No camera. No recording. Just me and the sky.

ALTERNATIVE EXPLANATIONS

I've considered the obvious:

  • **Satellite constellation passes**: But orbital mechanics don't shift by 47 minutes on a whim. I've cross-referenced with published TLE data—nothing matches.
  • **Military exercise schedule**: Seventeen-day intervals would be unusual but not impossible for training rotations. The timing shift could indicate operational changes.
  • **Atmospheric refraction of ground lights**: Except the source location is over unpopulated terrain, and refraction doesn't follow calendar intervals.
  • **Confirmation bias**: Maybe I'm seeing patterns in randomness. But 151 observations over seven years, holding to a 17-day cycle with less than 3% variance—that's not randomness.

THE NUMBERS

Here's what keeps me up: 17 days is 408 hours. Last night's delay was 47 minutes.

4+0+8 = 12 = 1+2 = 3

4+7 = 11 = 1+1 = 2

Three and two. I know how that sounds. I know what I'd think reading this from someone else. But the numbers keep appearing, and I'm not inventing them—I'm just writing down what happens.

WHERE THIS LEAVES ME

After seven years, I still don't have proof of anything extraordinary. Could be military. Could be satellites. Could be atmospheric phenomena I don't understand.
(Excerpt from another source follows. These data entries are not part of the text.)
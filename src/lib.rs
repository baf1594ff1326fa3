//! # Sales Analytics
//!
//! A batch pipeline that turns a pipe-delimited file of sales transactions
//! into a text report.
//!
//! ## Stages
//!
//! - **Ingestion**: raw lines are parsed into typed [`Transaction`]s; malformed rows are dropped
//! - **Validation**: business rules reject bad records, optional region/amount filters narrow the set
//! - **Aggregation**: revenue by region, product, customer and day, plus peak-day and low-performer detection
//! - **Enrichment**: transactions are joined against a product catalog keyed by the numeric part of the product id
//! - **Reporting**: a fixed-section text report is rendered from the aggregates
//!
//! ## Example
//!
//! ```rust,ignore
//! use sales_analytics::*;
//!
//! let lines = read_sales_data(std::path::Path::new("data/sales_data.txt"))?;
//! let transactions = parse_transactions(&lines);
//! let mapping = create_product_mapping(&[]);
//!
//! let outcome = SalesAnalyticsProcessor::process(
//!     &transactions,
//!     &FilterCriteria::default(),
//!     &mapping,
//!     &AnalysisOptions::default(),
//! );
//!
//! let report = outcome.report(&ReportOptions::default());
//! println!("{}", report.render(chrono::Local::now().naive_local()));
//! ```

pub mod catalog;
pub mod engine;
pub mod error;
pub mod ingestion;
pub mod prompt;
pub mod reconcile;
pub mod report;
pub mod schema;
pub mod utils;
pub mod validation;

pub use catalog::*;
pub use engine::*;
pub use error::{Result, SalesAnalyticsError};
pub use ingestion::*;
pub use prompt::FilterPrompt;
pub use reconcile::{
    verify_revenue_conservation, GroupingCheck, ReconciliationReport, RevenueReconciler,
};
pub use report::{RenderedReport, ReportOptions, SalesReport};
pub use schema::*;
pub use utils::*;
pub use validation::*;

use log::{debug, info};

/// Everything one pipeline run produces before the report is written.
#[derive(Debug, Clone)]
pub struct PipelineOutcome {
    pub validation: ValidationOutcome,
    pub analysis: SalesAnalysis,
    pub enriched: Vec<EnrichedTransaction>,
    pub enrichment: EnrichmentSummary,
}

impl PipelineOutcome {
    pub fn valid(&self) -> &[Transaction] {
        &self.validation.valid
    }

    pub fn report(&self, options: &ReportOptions) -> SalesReport {
        SalesReport::from_parts(self.analysis.clone(), self.enrichment.clone(), options)
    }
}

pub struct SalesAnalyticsProcessor;

impl SalesAnalyticsProcessor {
    /// Runs validate → aggregate → enrich over parsed transactions.
    pub fn process(
        transactions: &[Transaction],
        criteria: &FilterCriteria,
        mapping: &ProductMapping,
        options: &AnalysisOptions,
    ) -> PipelineOutcome {
        let validation = validate_and_filter(transactions, criteria);
        info!(
            "Valid: {} | Invalid: {}",
            validation.valid.len(),
            validation.invalid_count
        );

        let analysis = SalesAnalysis::compute(&validation.valid, options);
        debug!(
            "Analysis: revenue {:.2} across {} regions, {} customers, {} days",
            analysis.total_revenue,
            analysis.regions.len(),
            analysis.customers.len(),
            analysis.daily_trend.len()
        );

        let enriched = enrich_sales_data(&validation.valid, mapping);
        let enrichment = EnrichmentSummary::from_enriched(&enriched);
        info!(
            "Enriched {} records ({:.2}%)",
            enrichment.matched, enrichment.success_rate
        );

        PipelineOutcome {
            validation,
            analysis,
            enriched,
            enrichment,
        }
    }

    /// Like [`process`](Self::process), then checks that every grouping
    /// conserves total revenue within `tolerance`, a fraction of that total.
    pub fn process_with_verification(
        transactions: &[Transaction],
        criteria: &FilterCriteria,
        mapping: &ProductMapping,
        options: &AnalysisOptions,
        tolerance: f64,
    ) -> Result<PipelineOutcome> {
        let outcome = Self::process(transactions, criteria, mapping, options);

        let reconciliation = verify_revenue_conservation(outcome.valid(), tolerance)?;
        debug!(
            "Revenue reconciled across {} groupings (max difference {:e})",
            reconciliation.checks.len(),
            reconciliation.max_difference()
        );

        Ok(outcome)
    }
}
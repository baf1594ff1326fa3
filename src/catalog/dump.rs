//! Pipe-delimited dump of enriched transactions.
//!
//! Missing values are written as `None` and the match flag as `True` or
//! `False`, so files stay readable by the tools that already consume them.

use crate::error::{Result, SalesAnalyticsError};
use crate::ingestion::{parse_record, pipe_reader, read_single_record, FIELD_COUNT, FIELD_DELIMITER};
use crate::schema::EnrichedTransaction;
use csv::{QuoteStyle, StringRecord, Terminator, WriterBuilder};
use log::info;
use std::fs::File;
use std::io::{BufWriter, Read, Write};
use std::path::Path;

pub const DUMP_COLUMNS: [&str; 12] = [
    "TransactionID",
    "Date",
    "ProductID",
    "ProductName",
    "Quantity",
    "UnitPrice",
    "CustomerID",
    "Region",
    "API_Category",
    "API_Brand",
    "API_Rating",
    "API_Match",
];
pub const NULL_TOKEN: &str = "None";
const DUMP_FIELD_COUNT: usize = FIELD_COUNT + 4;

fn text_or_null(value: &Option<String>) -> &str {
    value.as_deref().unwrap_or(NULL_TOKEN)
}

fn bool_token(value: bool) -> &'static str {
    if value {
        "True"
    } else {
        "False"
    }
}

/// The twelve dump fields of one record.
pub fn enriched_record(record: &EnrichedTransaction) -> StringRecord {
    let tx = &record.transaction;
    let rating = record
        .api_rating
        .map(|r| format!("{:?}", r))
        .unwrap_or_else(|| NULL_TOKEN.to_string());

    let mut fields = StringRecord::with_capacity(128, DUMP_FIELD_COUNT);
    fields.push_field(&tx.transaction_id);
    fields.push_field(&tx.date);
    fields.push_field(&tx.product_id);
    fields.push_field(&tx.product_name);
    fields.push_field(&tx.quantity.to_string());
    fields.push_field(&format!("{:?}", tx.unit_price));
    fields.push_field(&tx.customer_id);
    fields.push_field(&tx.region);
    fields.push_field(text_or_null(&record.api_category));
    fields.push_field(text_or_null(&record.api_brand));
    fields.push_field(&rating);
    fields.push_field(bool_token(record.api_match));
    fields
}

/// Writes the header and one line per record. Fields are never quoted.
pub fn write_enriched_data<W: Write>(writer: W, records: &[EnrichedTransaction]) -> Result<()> {
    let mut out = WriterBuilder::new()
        .delimiter(FIELD_DELIMITER)
        .quote_style(QuoteStyle::Never)
        .terminator(Terminator::Any(b'\n'))
        .from_writer(writer);

    out.write_record(DUMP_COLUMNS)?;
    for record in records {
        out.write_record(&enriched_record(record))?;
    }
    out.flush()?;
    Ok(())
}

pub fn save_enriched_data(path: &Path, records: &[EnrichedTransaction]) -> Result<()> {
    if let Some(parent) = path.parent().filter(|p| !p.as_os_str().is_empty()) {
        std::fs::create_dir_all(parent)?;
    }

    let mut writer = BufWriter::new(File::create(path)?);
    write_enriched_data(&mut writer, records)?;
    writer.flush()?;

    info!("Enriched data saved to {}", path.display());
    Ok(())
}

fn null_or_text(token: &str) -> Option<String> {
    if token == NULL_TOKEN {
        None
    } else {
        Some(token.to_string())
    }
}

fn from_record(record: &StringRecord) -> Result<EnrichedTransaction> {
    let malformed = || {
        SalesAnalyticsError::MalformedDumpLine(record.iter().collect::<Vec<_>>().join("|"))
    };

    if record.len() != DUMP_FIELD_COUNT {
        return Err(malformed());
    }

    let transaction = parse_record(record).ok_or_else(malformed)?;

    let api_rating = match &record[10] {
        NULL_TOKEN => None,
        raw => Some(raw.parse::<f64>().map_err(|_| malformed())?),
    };

    let api_match = match &record[11] {
        "True" => true,
        "False" => false,
        _ => return Err(malformed()),
    };

    Ok(EnrichedTransaction {
        transaction,
        api_category: null_or_text(&record[8]),
        api_brand: null_or_text(&record[9]),
        api_rating,
        api_match,
    })
}

/// Reads a single dump line back into an enriched transaction.
pub fn parse_enriched_line(line: &str) -> Result<EnrichedTransaction> {
    let record = read_single_record(line)
        .ok_or_else(|| SalesAnalyticsError::MalformedDumpLine(line.to_string()))?;
    from_record(&record)
}

/// Reads a whole dump, header included. An empty input has no records.
pub fn read_enriched_data<R: Read>(input: R) -> Result<Vec<EnrichedTransaction>> {
    let mut reader = pipe_reader(input);
    let mut records = reader.records();

    match records.next() {
        None => return Ok(Vec::new()),
        Some(header) => {
            let header = header?;
            if header.iter().ne(DUMP_COLUMNS) {
                return Err(SalesAnalyticsError::MalformedDumpLine(
                    header.iter().collect::<Vec<_>>().join("|"),
                ));
            }
        }
    }

    records.map(|record| from_record(&record?)).collect()
}
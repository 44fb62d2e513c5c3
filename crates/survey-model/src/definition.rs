//! Serialized form of a campaign configuration.
//!
//! The definition is a flat catalog: surveys list their items by id, and the
//! prompts and repeatable sets they reference are declared once at the top
//! level. [`CampaignSchema::from_definition`](crate::CampaignSchema::from_definition)
//! checks every reference and turns the catalog into the lookup structure used
//! during export.

use serde::{Deserialize, Serialize};

#[derive(Debug, Clone, Default, Serialize, Deserialize)]
pub struct CampaignDefinition {
    pub campaign_urn: String,
    #[serde(default)]
    pub name: Option<String>,
    #[serde(default)]
    pub version: Option<String>,
    pub surveys: Vec<SurveyDefinition>,
    #[serde(default)]
    pub prompts: Vec<PromptDefinition>,
    #[serde(default)]
    pub repeatable_sets: Vec<RepeatableSetDefinition>,
}

#[derive(Debug, Clone, Default, Serialize, Deserialize)]
pub struct SurveyDefinition {
    pub id: String,
    #[serde(default)]
    pub title: String,
    #[serde(default)]
    pub description: Option<String>,
    /// Prompt and repeatable set ids in declaration order.
    pub items: Vec<String>,
}

#[derive(Debug, Clone, Default, Serialize, Deserialize)]
pub struct PromptDefinition {
    pub id: String,
    #[serde(rename = "type", default)]
    pub prompt_type: Option<String>,
    #[serde(default)]
    pub display_label: Option<String>,
    #[serde(default)]
    pub display_type: Option<String>,
    #[serde(default)]
    pub unit: Option<String>,
    #[serde(default)]
    pub text: Option<String>,
    #[serde(default)]
    pub choices: Option<Vec<ChoiceDefinition>>,
}

#[derive(Debug, Clone, Default, Serialize, Deserialize)]
pub struct ChoiceDefinition {
    pub key: String,
    /// Defaults to the key when omitted.
    #[serde(default)]
    pub value: Option<String>,
    pub label: String,
}

#[derive(Debug, Clone, Default, Serialize, Deserialize)]
pub struct RepeatableSetDefinition {
    pub id: String,
    /// Contained prompt ids in declaration order.
    pub prompts: Vec<String>,
}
But patterns mean something. Schedules mean intelligence—human or otherwise. And last night, whatever holds to that seventeen-day cycle changed its schedule.

For the first time in 151 observations, something deviated.

That might be the most significant data point I've ever recorded.

Or it might mean my equipment finally failed when it mattered most, and I'm reading meaning into pure chance.

Another entry for the log. Another night that proves nothing.

But something is happening up there. I just wish I knew what.

Questions for the community:

Has anyone else tracked aerial phenomena that follow precise intervals? And when a seven-year pattern suddenly shifts—does that suggest deliberate change, or am I watching a natural cycle I simply don't understand yet?

0
Pinned by John
John Diefenbach
John DiefenbachOff-grid, TN

I'm curious what you think. Here are a few questions to consider:

  • 1Has anyone else tracked aerial phenomena that follow precise intervals?
  • 2When a seven-year pattern suddenly shifts—does that suggest deliberate change, or am I watching a natural cycle I simply don't understand yet?

Comments (0)

Loading comments...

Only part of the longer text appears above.